Задавая первый вопрос, мы, по существу, начинаем рассматривать эстетику грации с новой точки зрения. Эта эстетика не завершается визуальным описанием. Любой бергсонианец прекрасно знает, что по грациозно изогнутому пути необходимо пройти движением сопереживающим и интимным. Тем самым любая грациозная линия обнаруживает своего рода линейный гипнотизм: она служит проводником нашей грезы, придавая ей непрерывность линии. Но за пределами этой повинующейся подражательной интуиции всегда располагается повелевающий импульс. Наблюдающему за грациозной линией динамического воображение подсказывает в высшей степени причудливую замену: ты, грезовидец, и есть развертывающаяся фация. Ощути в себе грациозную силу. Осознай, что в тебе есть источник благодати[20], способность к взлету. Уразумей, что в самой твоей воле есть скрученные волюты[21], подобные молодым листам папоротника. С кем, для кого и против кого ты грациозен? Освобождение ли твой полет или же захват? Наслаждаешься ли ты своей добротой или же силой; ловкостью или свойствами своей природы? Сладострастие в полете прекрасно. Греза полета есть греза соблазнителя, соблазняющего. Вокруг этой темы накапливаются образы любви. Изучая ее, мы, следовательно, увидим, как любовь производит образы.

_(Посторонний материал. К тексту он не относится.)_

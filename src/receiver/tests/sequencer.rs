use crate::protocol::rtp::{RetransmitRequest, SeqNo};
use crate::receiver::arena::PacketArena;
use crate::receiver::config::SequencerConfig;
use crate::receiver::sequence_log::Disposition;
use crate::receiver::sequencer::*;
use crate::testing::recording::{RecordingObserver, SequenceEvent};
use crate::testing::test_packet;

struct Harness {
    sequencer: Sequencer<RecordingObserver>,
    recorder: RecordingObserver,
    delivered: Vec<u16>,
    ticks: u32,
}

impl Harness {
    fn new() -> Self {
        Self::with_config(&SequencerConfig::default())
    }

    fn with_config(config: &SequencerConfig) -> Self {
        let recorder = RecordingObserver::new();
        Self {
            sequencer: Sequencer::with_observer(config, recorder.clone()),
            recorder,
            delivered: Vec::new(),
            ticks: 0,
        }
    }

    fn feed(&mut self, seqnos: impl IntoIterator<Item = u16>) {
        for seqno in seqnos {
            self.push(seqno, false);
        }
    }

    fn recover(&mut self, seqnos: impl IntoIterator<Item = u16>) {
        for seqno in seqnos {
            self.push(seqno, true);
        }
    }

    fn push(&mut self, seqno: u16, retransmitted: bool) {
        let delivered = &mut self.delivered;
        self.sequencer
            .handle(test_packet(seqno, retransmitted), |p| delivered.push(p.seqno().0));
    }

    /// Tick once, returning rerequests as `(first, count)`
    fn tick(&mut self) -> Vec<(u16, u16)> {
        self.ticks += 1;
        let delivered = &mut self.delivered;
        self.sequencer
            .tick(|p| delivered.push(p.seqno().0))
            .iter()
            .map(|r| (r.first.0, r.count))
            .collect()
    }

    /// Tick `n` times, returning every rerequest with the tick it came on
    fn tick_n(&mut self, n: u32) -> Vec<(u32, u16, u16)> {
        let mut out = Vec::new();
        for _ in 0..n {
            for (first, count) in self.tick() {
                out.push((self.ticks, first, count));
            }
        }
        out
    }
}

#[test]
fn test_in_order_delivery() {
    let mut h = Harness::new();
    h.feed(100..110);

    assert_eq!(h.delivered, (100..110).collect::<Vec<_>>());
    assert_eq!(h.sequencer.low(), Some(SeqNo(110)));
    assert!(!h.sequencer.in_recovery());
    assert!(h.tick().is_empty());
}

#[test]
fn test_first_packet_sets_low() {
    let mut h = Harness::new();
    assert_eq!(h.sequencer.low(), None);
    assert!(!h.sequencer.is_initialized());

    h.feed([46542]);
    assert_eq!(h.sequencer.low(), Some(SeqNo(46543)));
    assert_eq!(h.delivered, vec![46542]);
}

#[test]
fn test_reorder_4_6_5_7() {
    let mut h = Harness::new();
    h.feed([4, 6, 5, 7]);

    assert_eq!(h.delivered, vec![4, 5, 6, 7]);
    assert_eq!(h.sequencer.held_len(), 0);
}

#[test]
fn test_held_until_gap_fills() {
    let mut h = Harness::new();
    h.feed([10, 12, 13]);

    assert_eq!(h.delivered, vec![10]);
    assert_eq!(h.sequencer.held_len(), 2);
    assert!(h.sequencer.in_recovery());

    h.recover([11]);
    assert_eq!(h.delivered, vec![10, 11, 12, 13]);
    assert!(!h.sequencer.in_recovery());
}

#[test]
fn test_stale_packet_dropped() {
    let mut h = Harness::new();
    h.feed([10, 11, 9, 10]);

    assert_eq!(h.delivered, vec![10, 11]);
    assert_eq!(h.sequencer.stats().stale, 2);
}

#[test]
fn test_duplicate_held_packet_dropped() {
    let mut h = Harness::new();
    h.feed([1, 3, 3]);
    assert_eq!(h.sequencer.held_len(), 1);
    assert_eq!(h.sequencer.stats().duplicates, 1);

    h.feed([2]);
    assert_eq!(h.delivered, vec![1, 2, 3]);
}

#[test]
fn test_delivery_across_wrap() {
    let mut h = Harness::new();
    h.feed([65534, 65535, 0, 1]);
    assert_eq!(h.delivered, vec![65534, 65535, 0, 1]);
}

#[test]
fn test_reorder_across_wrap() {
    let mut h = Harness::new();
    h.feed([65534, 0, 1, 65535, 2]);
    assert_eq!(h.delivered, vec![65534, 65535, 0, 1, 2]);
}

#[test]
fn test_gap_across_wrap_rerequested() {
    let mut h = Harness::new();
    h.feed([65533, 2]);

    let requests = h.tick_n(3);
    assert_eq!(requests, vec![(3, 65534, 4)]);

    let request = RetransmitRequest::new(SeqNo(65534), 4);
    assert_eq!(request.last(), SeqNo(1));
}

#[test]
fn test_retransmitted_before_start_dropped() {
    let mut h = Harness::new();
    h.recover([500]);

    assert!(h.delivered.is_empty());
    assert!(!h.sequencer.is_initialized());
    assert_eq!(h.sequencer.stats().not_started, 1);

    h.feed([501, 502]);
    assert_eq!(h.delivered, vec![501, 502]);
}

#[test]
fn test_retry_ladder() {
    let mut h = Harness::new();
    h.feed(46542..=46544);
    h.feed([46549]);
    h.feed(46554..=46559);
    h.feed([46569, 46570]);
    h.feed([46545, 46547, 46548]);
    h.feed(46550..=46553);

    assert_eq!(h.delivered, (46542..=46545).collect::<Vec<_>>());

    assert!(h.tick().is_empty());
    assert!(h.tick().is_empty());
    assert_eq!(h.tick(), vec![(46546, 1), (46560, 9)]);

    h.recover([46546]);
    assert_eq!(h.delivered, (46542..=46559).collect::<Vec<_>>());

    // 46560..46568 went missing on the first tick
    assert_eq!(h.tick_n(8), vec![(11, 46560, 9)]);
}

#[test]
fn test_slow_response() {
    let mut h = Harness::new();
    h.feed([46542, 46543, 46544, 46547]);

    assert_eq!(h.tick_n(3), vec![(3, 46545, 2)]);
    assert!(h.tick_n(4).is_empty());

    h.recover([46545, 46546]);
    assert_eq!(h.delivered, (46542..=46547).collect::<Vec<_>>());
    assert!(!h.sequencer.in_recovery());
}

#[test]
fn test_partial_recovery_rerequests_remainder() {
    let mut h = Harness::new();
    h.feed([46542, 46543, 46544, 46547]);
    assert_eq!(h.tick_n(3), vec![(3, 46545, 2)]);

    h.recover([46546]);
    assert_eq!(h.sequencer.held_len(), 2);

    assert_eq!(h.tick_n(8), vec![(11, 46545, 1)]);
    h.recover([46545]);
    assert_eq!(h.delivered, (46542..=46547).collect::<Vec<_>>());
}

#[test]
fn test_give_up() {
    let mut h = Harness::new();
    h.feed([1, 3]);

    let requests = h.tick_n(36);
    assert_eq!(requests, vec![(3, 2, 1), (11, 2, 1), (23, 2, 1)]);
    assert_eq!(h.delivered, vec![1]);

    assert!(h.tick().is_empty());
    assert_eq!(h.delivered, vec![1, 3]);
    assert_eq!(h.recorder.evictions(), vec![(2, 1)]);
    assert_eq!(h.sequencer.low(), Some(SeqNo(4)));

    // The evicted seqno is now stale
    h.recover([2]);
    assert_eq!(h.delivered, vec![1, 3]);
    assert_eq!(h.sequencer.stats().stale, 1);
}

#[test]
fn test_give_up_only_oldest_gap() {
    let mut h = Harness::new();
    h.feed([1, 3]);
    h.tick_n(20);
    h.feed([5]);

    h.tick_n(17);
    assert_eq!(h.delivered, vec![1, 3]);
    assert_eq!(h.sequencer.low(), Some(SeqNo(4)));
    assert!(h.sequencer.in_recovery());

    // 4 was first missed 17 ticks ago
    h.tick_n(20);
    assert_eq!(h.delivered, vec![1, 3, 5]);
    assert_eq!(h.recorder.evictions(), vec![(2, 1), (4, 1)]);
}

#[test]
fn test_runs_escalate_independently() {
    let mut h = Harness::new();
    h.feed([1, 3]);
    h.tick_n(2);

    h.feed([6]);
    assert_eq!(h.tick_n(1), vec![(3, 2, 1)]);
    assert_eq!(h.tick_n(2), vec![(5, 4, 2)]);
}

#[test]
fn test_custom_ladder() {
    let config = SequencerConfig::default().retry_ladder(vec![1, 2], 3);
    let mut h = Harness::with_config(&config);
    h.feed([10, 12]);

    assert_eq!(h.tick(), vec![(11, 1)]);
    assert_eq!(h.tick(), vec![(11, 1)]);
    assert!(h.tick().is_empty());
    assert_eq!(h.delivered, vec![10, 12]);
}

#[test]
fn test_flush_resets_and_releases() {
    let arena = PacketArena::with_capacity(64, 16);
    let recorder = RecordingObserver::new();
    let mut sequencer = Sequencer::with_observer(&SequencerConfig::default(), recorder.clone());

    for seqno in [1u16, 3, 4] {
        let mut packet = arena.acquire();
        packet.set_seqno(SeqNo(seqno));
        sequencer.handle(packet, drop);
    }
    assert_eq!(arena.stats().outstanding, 2);

    sequencer.flush();
    assert_eq!(arena.stats().outstanding, 0);
    assert!(!sequencer.is_initialized());
    assert!(!sequencer.in_recovery());
    assert_eq!(recorder.events().last(), Some(&SequenceEvent::Flush));

    let mut delivered = Vec::new();
    sequencer.handle(test_packet(900, false), |p| delivered.push(p.seqno().0));
    assert_eq!(delivered, vec![900]);
    assert_eq!(sequencer.low(), Some(SeqNo(901)));
}

#[test]
fn test_retransmitted_after_flush_dropped() {
    let mut h = Harness::new();
    h.feed([1, 3]);
    h.sequencer.flush();

    h.recover([3]);
    assert_eq!(h.delivered, vec![1]);
    assert!(!h.sequencer.is_initialized());
    assert_eq!(h.sequencer.stats().not_started, 1);

    h.feed([50]);
    assert_eq!(h.delivered, vec![1, 50]);
    assert_eq!(h.sequencer.low(), Some(SeqNo(51)));
}

#[test]
fn test_discard_counts_stale() {
    let mut h = Harness::new();
    h.feed([1, 3]);
    h.sequencer.discard(test_packet(9000, true));

    assert_eq!(h.sequencer.held_len(), 1);
    assert_eq!(h.sequencer.low(), Some(SeqNo(2)));
    assert_eq!(h.sequencer.stats().stale, 1);
    assert_eq!(
        h.recorder.events().last(),
        Some(&SequenceEvent::Input {
            seqno: SeqNo(9000),
            retransmitted: true,
            disposition: Disposition::Stale,
        })
    );
}

#[test]
fn test_close_is_terminal() {
    let mut h = Harness::new();
    h.feed([1, 3]);
    h.sequencer.close();

    assert!(h.sequencer.is_closed());
    assert_eq!(h.sequencer.held_len(), 0);

    h.feed([2, 4]);
    assert!(h.tick().is_empty());
    assert_eq!(h.delivered, vec![1]);

    let closed = h
        .recorder
        .events()
        .into_iter()
        .filter(|e| {
            matches!(
                e,
                SequenceEvent::Input {
                    disposition: Disposition::Closed,
                    ..
                }
            )
        })
        .count();
    assert_eq!(closed, 2);
}

#[test]
fn test_lead() {
    let mut h = Harness::new();
    assert_eq!(h.sequencer.lead(SeqNo(5)), None);

    h.feed([65530]);
    assert_eq!(h.sequencer.lead(SeqNo(65531)), Some(0));
    assert_eq!(h.sequencer.lead(SeqNo(10)), Some(15));
    assert_eq!(h.sequencer.lead(SeqNo(65000)), Some(-531));
}

#[test]
fn test_stats() {
    let mut h = Harness::new();
    h.feed([1, 2, 4, 4, 0]);
    h.tick_n(3);
    h.recover([3]);

    let stats = h.sequencer.stats();
    assert_eq!(stats.received, 6);
    assert_eq!(stats.delivered, 4);
    assert_eq!(stats.duplicates, 1);
    assert_eq!(stats.stale, 1);
    assert_eq!(stats.rerequests, 1);
    assert_eq!(stats.held, 0);
}

#[test]
fn test_observer_sees_rerequest_level() {
    let mut h = Harness::new();
    h.feed([1, 3]);
    h.tick_n(11);

    let levels: Vec<u32> = h
        .recorder
        .events()
        .into_iter()
        .filter_map(|e| match e {
            SequenceEvent::Rerequest { level, .. } => Some(level),
            _ => None,
        })
        .collect();
    assert_eq!(levels, vec![3, 11]);
    assert_eq!(h.recorder.rerequests(), vec![(2, 1), (2, 1)]);
}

Чтобы разрешить второй вопрос, мы должны будем уделить внимание легкости, с какой рационализируется греза полета. Во время самой грезы этот полет неустанно комментируется рассудком грезовидца; его объясняют длинные речи, с которыми грезовидец обращается к самому себе. Летящий человек в самой своей грезе объявляет себя «автором» своего полета. Так в душе грезовидца формируется ясное самосознание летающего человека. Прекрасный пример для изучения логической и объективной конструкции образов грез в лоне самой грезы. Когда мы следим за столь определенной грезой, как греза полета, мы отдаем себе отчет в том, что в ней может быть что-то вроде «последовательности идей», а в связанной с ней любовной страсти – аффективно окрашенная рассудочность.

С этого момента, еще до того, как мы представим наши доказательства, возникает ощущение, будто когда психоанализ утверждает сладострастный характер онирического полета, он чего-то не договаривает. Как и другим психологическим символам, онирическому полету требуется несколько интерпретаций: эмоциональная, эстетическая, рационально-объективная.

[16] Здесь и на протяжении всей работы Башляр играет в общем-то однокоренными словами vertical и vertige «головокружение». В слове vertical для Башляра существен оттенок значения «вызывающий головокружение».
[17] Surmonte – «возвышается» и «преодолевает».
[18] Гальциона – греческое название зимородка. Из сборника стихов «Похвалы небу, морю, земле и героям» (1904).
[19] Разумеется, психоаналитическая практика чревата множеством усложняющих символизацию нюансов. Так, по поводу грезы о лестнице, зачастую столь близкой к грезе полета, д-р Рене Алланди делает следующее замечание: «Мужчина по ступенькам поднимается (активность), а женщина – опускается (пассивность)» (Rêves expliqués, p. 176). Впрочем, Рене Алланди отмечает многочисленные инверсии, способствующие большему разнообразию этой весьма несложной грезы. – Прим. авт.
[20] Слово grâce y Башляра всегда употребляется сразу в двух значениях: «грация» и «благодать».
[21] Башляр обыгрывает сходство причастий, образованных от глаголов volvo «скручиваю» (откуда лат. voluta, франц. volute) и volo «хочу». В дальнейшем он непрерывно играет одинаковым звучанием volo «хочу» и volo «лечу» и внешней схожестью их корневых гнезд.